Your Redis persistent setup uses CONFIG GET save to checkpoint every 1 hour (BGSAVE). You migrate to Valkey with same config. After migration, you notice RDB files from Valkey are 20% larger than Redis RDB files for same dataset. Compression might be different, or Valkey encodes data differently. Does this affect backup/restore compatibility?

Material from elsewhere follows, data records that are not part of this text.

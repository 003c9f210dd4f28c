//! External animation signals.
//!
//! The animation layer reports frame events (swing finished, sword on/off,
//! lunge burst). Every wait on a signal also has a timeout, so a missing
//! event never stalls an actor.

use bevy::prelude::*;

#[derive(Debug, Clone, Copy, PartialEq)]
pub enum ActionSignal {
    /// Current combo swing animation completed
    StepFinished,
    HitSurfaceOn,
    HitSurfaceOff,
    /// Velocity burst along facing
    Lunge(f32),
    StopMovement,
}

#[derive(Event, Debug, Clone, Copy, PartialEq)]
pub struct ActionSignalEvent {
    pub actor: Entity,
    pub signal: ActionSignal,
}
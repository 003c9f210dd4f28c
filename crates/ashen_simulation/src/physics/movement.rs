//! Kinematic integration for headless runs
//!
//! In the game the engine's rigidbodies own motion; headless runs (tests,
//! the demo binary) integrate `Body` here instead:
//! position += (steering velocity + knockback) * dt, knockback decays by drag.

use bevy::prelude::*;

use crate::combat::{Dead, Stun};
use crate::components::{Body, Player};

/// Player movement intent (WASD in the game, scripted in headless runs).
#[derive(Component, Debug, Clone, Copy, Reflect)]
#[reflect(Component)]
pub struct MovementInput {
    /// Desired direction (any length; normalized on use)
    pub direction: Vec2,
    pub move_speed: f32,
}

impl Default for MovementInput {
    fn default() -> Self {
        Self {
            direction: Vec2::ZERO,
            move_speed: 5.0,
        }
    }
}

/// Система: MovementInput → steering velocity.
///
/// The post-hit control lock (`Stun` on the player) ignores input.
pub fn apply_movement_input(
    mut query: Query<(&MovementInput, &Stun, &mut Body), (With<Player>, Without<Dead>)>,
) {
    for (input, stun, mut body) in query.iter_mut() {
        if stun.is_active() {
            continue;
        }

        match input.direction.try_normalize() {
            Some(direction) => {
                body.facing = direction;
                body.velocity = direction * input.move_speed.max(0.0);
            }
            None => body.stop(),
        }
    }
}

/// Система: velocity → position.
pub fn integrate_bodies(time: Res<Time>, mut bodies: Query<&mut Body>) {
    let dt = time.delta_secs();

    for mut body in bodies.iter_mut() {
        let displacement = (body.velocity + body.knockback) * dt;
        body.position += displacement;

        let drag = (body.knockback_drag * dt).clamp(0.0, 1.0);
        body.knockback *= 1.0 - drag;
        if body.knockback.length_squared() < 1e-4 {
            body.knockback = Vec2::ZERO;
        }
    }
}
//! AI decision-making module
//!
//! - Boss: cooldown-gated weighted attack pick, chase fallback, phase
//!   escalation (tint, shockwave loop, shadow clones, berserk speed)
//! - Enemy: range bands over `ThreatMemory`
//! - Shadow clone: slash when close, chase otherwise
//!
//! Decisions never run for stunned, dead or busy actors. The chosen plan is
//! handed to the actor's `ActionScheduler`.

use bevy::prelude::*;

pub mod components;
pub mod events;
pub mod policy;
pub mod systems;

#[cfg(test)]
mod policy_tests;

// Re-export основных типов
pub use components::*;
pub use events::PhaseTransitioned;
pub use policy::{
    boss_candidates, chase_velocity, clone_should_slash, enemy_band, melee_choice, pick_weighted, Candidate,
    EnemyBand,
};
pub use systems::*;

use crate::SimulationSet;

/// AI Plugin
///
/// Порядок выполнения (FixedUpdate):
/// 1. Phases: check_boss_phases
/// 2. Decision: boss_decide → enemy_decide → clone_decide
/// 3. Status (after combat timers): tick_phase_hazards → tick_shockwaves
pub struct AIPlugin;

impl Plugin for AIPlugin {
    fn build(&self, app: &mut App) {
        app.add_event::<PhaseTransitioned>();

        app.add_systems(FixedUpdate, check_boss_phases.in_set(SimulationSet::Phases));

        app.add_systems(
            FixedUpdate,
            (boss_decide, enemy_decide, clone_decide)
                .chain()
                .in_set(SimulationSet::Decision),
        );

        app.add_systems(
            FixedUpdate,
            (tick_phase_hazards, tick_shockwaves)
                .chain()
                .in_set(SimulationSet::Status)
                .after(crate::combat::tick_hit_flashes),
        );
    }
}
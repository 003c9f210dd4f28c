//! Perception systems (run once per fixed tick, before decisions).

use bevy::prelude::*;

use super::{AggroChange, AggroGate, BossTargetingChanged, Spatial, ThreatMemory};
use crate::combat::Dead;
use crate::components::{Body, Boss, Enemy, Player};
use crate::config::EnemyConfig;
use crate::logger;

/// Enemy sight + memory update.
pub fn perceive_threats(
    time: Res<Time>,
    spatial: Res<Spatial>,
    players: Query<&Body, (With<Player>, Without<Dead>)>,
    mut enemies: Query<(Entity, &Body, &EnemyConfig, &mut ThreatMemory), (With<Enemy>, Without<Dead>)>,
) {
    let dt = time.delta_secs();
    let target = players.single().ok().map(|body| body.position);

    for (entity, body, config, mut memory) in enemies.iter_mut() {
        let Some(target_pos) = target else {
            memory.forget_tick(dt);
            continue;
        };

        let was_aware = memory.is_aware();
        let perception = memory.evaluate(
            body.position,
            target_pos,
            spatial.query(),
            config.obstacle_mask,
            dt,
        );

        if !was_aware && perception.can_see {
            logger::log(&format!(
                "👁️ {:?} spotted player at {:.1}m (range now {:.1})",
                entity, perception.distance, memory.detection_range
            ));
        } else if was_aware && !memory.is_aware() {
            logger::log(&format!("💤 {:?} lost track of player", entity));
        }
    }
}

/// Boss aggro hysteresis. Losing the target halts the boss in place.
pub fn update_boss_aggro(
    players: Query<&Body, (With<Player>, Without<Dead>, Without<Boss>)>,
    mut bosses: Query<(Entity, &mut Body, &mut AggroGate), (With<Boss>, Without<Dead>, Without<Player>)>,
    mut targeting_events: EventWriter<BossTargetingChanged>,
) {
    let target = players.single().ok().map(|body| body.position);

    for (entity, mut body, mut gate) in bosses.iter_mut() {
        let change = match target {
            Some(target_pos) => gate.update(body.position.distance(target_pos)),
            None => gate.release(),
        };

        let Some(change) = change else {
            continue;
        };

        let targeting = change == AggroChange::Acquired;
        if !targeting {
            body.stop();
        }

        logger::log_info(&format!(
            "🎯 Boss {:?} {}",
            entity,
            if targeting { "acquired target" } else { "disengaged" }
        ));
        targeting_events.write(BossTargetingChanged { boss: entity, targeting });
    }
}
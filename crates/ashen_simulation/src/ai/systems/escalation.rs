//! Boss escalation systems: threshold checks + the phase 2 hazard loop.

use bevy::prelude::*;
use rand::Rng;

use crate::ai::components::{BossPhase, BossPhaseTracker};
use crate::ai::PhaseTransitioned;
use crate::combat::{BossVitals, CombatCue, CueKind, Dead, SpawnKind, SpawnRequest, Stun};
use crate::components::{Body, Boss, Tint, PHASE2_COLOR, PHASE3_COLOR};
use crate::config::{BossConfig, CombatTuning};
use crate::logger;
use crate::spawn::{shadow_clone_bundle, shockwave_bundle};
use crate::DeterministicRng;

/// System: phase thresholds, checked every tick while the boss lives.
#[allow(clippy::type_complexity)]
pub fn check_boss_phases(
    mut commands: Commands,
    tuning: Res<CombatTuning>,
    mut rng: ResMut<DeterministicRng>,
    mut bosses: Query<
        (Entity, &BossVitals, &Body, &mut BossPhaseTracker, &mut BossConfig, &mut Tint),
        (With<Boss>, Without<Dead>),
    >,
    mut phase_events: EventWriter<PhaseTransitioned>,
    mut spawns: EventWriter<SpawnRequest>,
    mut cues: EventWriter<CombatCue>,
) {
    for (entity, vitals, body, mut tracker, mut config, mut tint) in bosses.iter_mut() {
        if vitals.dead {
            continue;
        }

        for phase in tracker.evaluate(vitals.health.percent()) {
            cues.write(CombatCue {
                entity,
                cue: CueKind::Roar,
            });

            match phase {
                BossPhase::Phase2 => {
                    tint.set_base(PHASE2_COLOR);
                    tracker.start_hazard(config.shockwave_delay, config.shockwave_interval);
                }
                BossPhase::Phase3 => {
                    let spread = config.clone_spawn_spread.abs();
                    for _ in 0..config.clone_count {
                        let offset = if spread > 0.0 {
                            Vec2::new(rng.rng.gen_range(-spread..=spread), rng.rng.gen_range(-spread..=spread))
                        } else {
                            Vec2::ZERO
                        };
                        let position = body.position + offset;

                        commands.spawn(shadow_clone_bundle(position, &tuning.clone));
                        spawns.write(SpawnRequest {
                            kind: SpawnKind::ShadowClone,
                            position,
                            source: Some(entity),
                            lifetime: None,
                        });
                    }

                    tint.set_base(PHASE3_COLOR);
                    let berserk = config.berserk_multiplier;
                    config.move_speed *= berserk;
                    config.charge_speed *= berserk;
                }
                BossPhase::Phase1 => {}
            }

            logger::log_info(&format!(
                "🔥 Boss {:?} entered {:?} at {:.0}% HP",
                entity,
                phase,
                vitals.health.percent() * 100.0
            ));
            phase_events.write(PhaseTransitioned { boss: entity, phase });
        }
    }
}

/// System: recurring shockwaves. A due spawn is skipped while stunned.
pub fn tick_phase_hazards(
    time: Res<Time>,
    mut commands: Commands,
    tuning: Res<CombatTuning>,
    mut bosses: Query<(Entity, &Body, &Stun, &mut BossPhaseTracker), (With<Boss>, Without<Dead>)>,
    mut spawns: EventWriter<SpawnRequest>,
    mut cues: EventWriter<CombatCue>,
) {
    let dt = time.delta_secs();

    for (entity, body, stun, mut tracker) in bosses.iter_mut() {
        if tracker.phase < BossPhase::Phase2 {
            continue;
        }
        let Some(hazard) = tracker.hazard.as_mut() else {
            continue;
        };
        if !hazard.tick(dt) || stun.is_active() {
            continue;
        }

        commands.spawn(shockwave_bundle(body.position, &tuning.shockwave, Some(entity)));
        spawns.write(SpawnRequest {
            kind: SpawnKind::Shockwave,
            position: body.position,
            source: Some(entity),
            lifetime: Some(tuning.shockwave.lifetime),
        });
        cues.write(CombatCue {
            entity,
            cue: CueKind::Shockwave,
        });
        logger::log(&format!("🌊 Boss {:?} shockwave", entity));
    }
}
//! Action definitions: what an actor can do, as plain data.
//!
//! Plans are built from the actor's tuning at decision time, so per-actor
//! changes (berserk speed) flow into the next plan automatically.

use bevy::prelude::*;

use crate::config::{BossConfig, CloneConfig, ComboStep, DashConfig, EnemyConfig, LungeConfig, SwingConfig};

#[derive(Debug, Clone, Copy, PartialEq, Eq, Hash, Reflect)]
pub enum ActionKind {
    Combo,
    Charge,
    Spin,
    Dash,
    Swing,
    LongRush,
    ShortLunge,
    Slash,
}

/// Coarse phase label exposed to animation/UI.
#[derive(Debug, Clone, Copy, PartialEq, Eq, Hash, Reflect)]
pub enum ActionPhase {
    Windup,
    Active,
    Recovery,
}

#[derive(Debug, Clone, PartialEq)]
pub struct ComboPlan {
    pub steps: Vec<ComboStep>,
    /// Max wait for `StepFinished`, measured from swing start
    pub step_timeout: f32,
    /// Residual angle (degrees) above which the rest of the combo is dropped
    pub max_angle: f32,
    /// Re-aim turn limit per swing (degrees)
    pub reface_max_degrees: f32,
    pub recovery: f32,
}

#[derive(Debug, Clone, Copy, PartialEq)]
pub struct ChargePlan {
    pub telegraph: f32,
    pub speed: f32,
    pub duration: f32,
}

#[derive(Debug, Clone, Copy, PartialEq)]
pub struct SpinPlan {
    pub duration: f32,
}

#[derive(Debug, Clone, Copy, PartialEq)]
pub struct DashPlan {
    pub dash: DashConfig,
    pub obstacle_mask: u32,
}

#[derive(Debug, Clone, Copy, PartialEq)]
pub struct SwingPlan {
    pub swing: SwingConfig,
    pub recovery: f32,
}

#[derive(Debug, Clone, Copy, PartialEq)]
pub struct LungePlan {
    pub long: bool,
    pub lunge: LungeConfig,
    pub recovery: f32,
}

#[derive(Debug, Clone, Copy, PartialEq)]
pub struct SlashPlan {
    pub duration: f32,
}

#[derive(Debug, Clone, PartialEq)]
pub enum ActionPlan {
    Combo(ComboPlan),
    Charge(ChargePlan),
    Spin(SpinPlan),
    Dash(DashPlan),
    Swing(SwingPlan),
    Lunge(LungePlan),
    Slash(SlashPlan),
}

impl ActionPlan {
    pub fn kind(&self) -> ActionKind {
        match self {
            ActionPlan::Combo(_) => ActionKind::Combo,
            ActionPlan::Charge(_) => ActionKind::Charge,
            ActionPlan::Spin(_) => ActionKind::Spin,
            ActionPlan::Dash(_) => ActionKind::Dash,
            ActionPlan::Swing(_) => ActionKind::Swing,
            ActionPlan::Lunge(plan) if plan.long => ActionKind::LongRush,
            ActionPlan::Lunge(_) => ActionKind::ShortLunge,
            ActionPlan::Slash(_) => ActionKind::Slash,
        }
    }

    // ------------------------------------------------------------------------
    // Boss
    // ------------------------------------------------------------------------

    pub fn boss_combo(config: &BossConfig) -> Self {
        ActionPlan::Combo(ComboPlan {
            steps: config.combo.clone(),
            step_timeout: config.combo_step_timeout,
            max_angle: config.combo_max_angle,
            reface_max_degrees: config.combo_reface_max_degrees,
            recovery: config.combo_recovery,
        })
    }

    pub fn boss_charge(config: &BossConfig) -> Self {
        ActionPlan::Charge(ChargePlan {
            telegraph: config.charge_telegraph,
            speed: config.charge_speed,
            duration: config.charge_duration,
        })
    }

    pub fn boss_spin(config: &BossConfig) -> Self {
        ActionPlan::Spin(SpinPlan {
            duration: config.spin_duration,
        })
    }

    pub fn boss_dash(config: &BossConfig) -> Self {
        ActionPlan::Dash(DashPlan {
            dash: config.dash,
            obstacle_mask: config.obstacle_mask,
        })
    }

    /// Boss plan for a picked kind; `None` for kinds the boss does not own.
    pub fn for_boss(kind: ActionKind, config: &BossConfig) -> Option<Self> {
        match kind {
            ActionKind::Combo => Some(Self::boss_combo(config)),
            ActionKind::Charge => Some(Self::boss_charge(config)),
            ActionKind::Spin => Some(Self::boss_spin(config)),
            ActionKind::Dash => Some(Self::boss_dash(config)),
            _ => None,
        }
    }

    // ------------------------------------------------------------------------
    // Enemy / clone
    // ------------------------------------------------------------------------

    pub fn enemy_swing(config: &EnemyConfig) -> Self {
        ActionPlan::Swing(SwingPlan {
            swing: config.swing,
            recovery: config.attack_cooldown,
        })
    }

    pub fn enemy_lunge(config: &EnemyConfig, long: bool) -> Self {
        ActionPlan::Lunge(LungePlan {
            long,
            lunge: if long { config.long_rush } else { config.short_lunge },
            recovery: config.attack_cooldown,
        })
    }

    pub fn clone_slash(config: &CloneConfig) -> Self {
        ActionPlan::Slash(SlashPlan {
            duration: config.slash_duration,
        })
    }
}
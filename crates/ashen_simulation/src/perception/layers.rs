//! Collision layer bitmasks
//!
//! The host engine maps these onto its own physics layers. The core only
//! needs them to build query masks (line of sight, dash sweeps).

// ============================================================================
// Layers (what an object is)
// ============================================================================

/// Walls, pillars, props that block sight and dashes
pub const LAYER_OBSTACLES: u32 = 0b100; // 4

/// Hazards (shockwaves, warnings); never block anything
pub const LAYER_HAZARDS: u32 = 0b1000; // 8

// ============================================================================
// Masks (what a query hits)
// ============================================================================

/// Line of sight: only static geometry occludes
pub const MASK_LINE_OF_SIGHT: u32 = LAYER_OBSTACLES;

/// Dash sweep: stops on obstacles, passes through actors
pub const MASK_DASH: u32 = LAYER_OBSTACLES;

RDB format differences between Redis and Valkey could cause restore issues. 20% size difference suggests: (1) different compression algorithms: Redis uses zlib, Valkey might use different. (2) different data encoding: Valkey might encode integers, strings differently, affecting size. (3) metadata differences: Valkey might include additional metadata, increasing size. Compatibility concerns: (1) Redis RDB restore on Valkey: might work if Valkey's RDB parser is compatible. But 20% larger Valkey RDB might not restore on Redis. (2) cross-migration: if you need to restore Valkey RDB on Redis, test it first. To verify compatibility: (1) create RDB on Redis, restore on Valkey. Check DBSIZE and sample keys match. (2) create RDB on Valkey, restore on Redis. Check compatibility. (3) test with real dataset: export prod Redis RDB, restore on Valkey, verify data integrity. Prevention: (1) don't assume RDB compatibility: always test cross-version restore before using in production. (2) use AOF if portability is critical: AOF format is command-based (human-readable), more portable than RDB. Both Redis and Valkey should support AOF. (3) standard Redis vs Valkey: clarify in deployment docs which version you're using. Don't mix RDB files without testing. (4) version RDB files: add metadata (version, source system) to RDB naming: redis-7-0-dump.rdb vs valkey-1-0-dump.rdb. Prevention: For your scenario: (1) test RDB compatibility: take Redis RDB, restore on Valkey cluster. Verify DBSIZE and data. (2) if incompatible, use logical backup: SCAN all keys from Redis, dump values, import to Valkey using RESTORE. Slower but reliable. (3) test restore procedure: document steps, test in staging with production-like data. (4) monitor file size: if Valkey RDB is consistently larger, ensure backup storage has capacity.

Follow-up: If you need to migrate data from Redis to Valkey without downtime, what's the best method?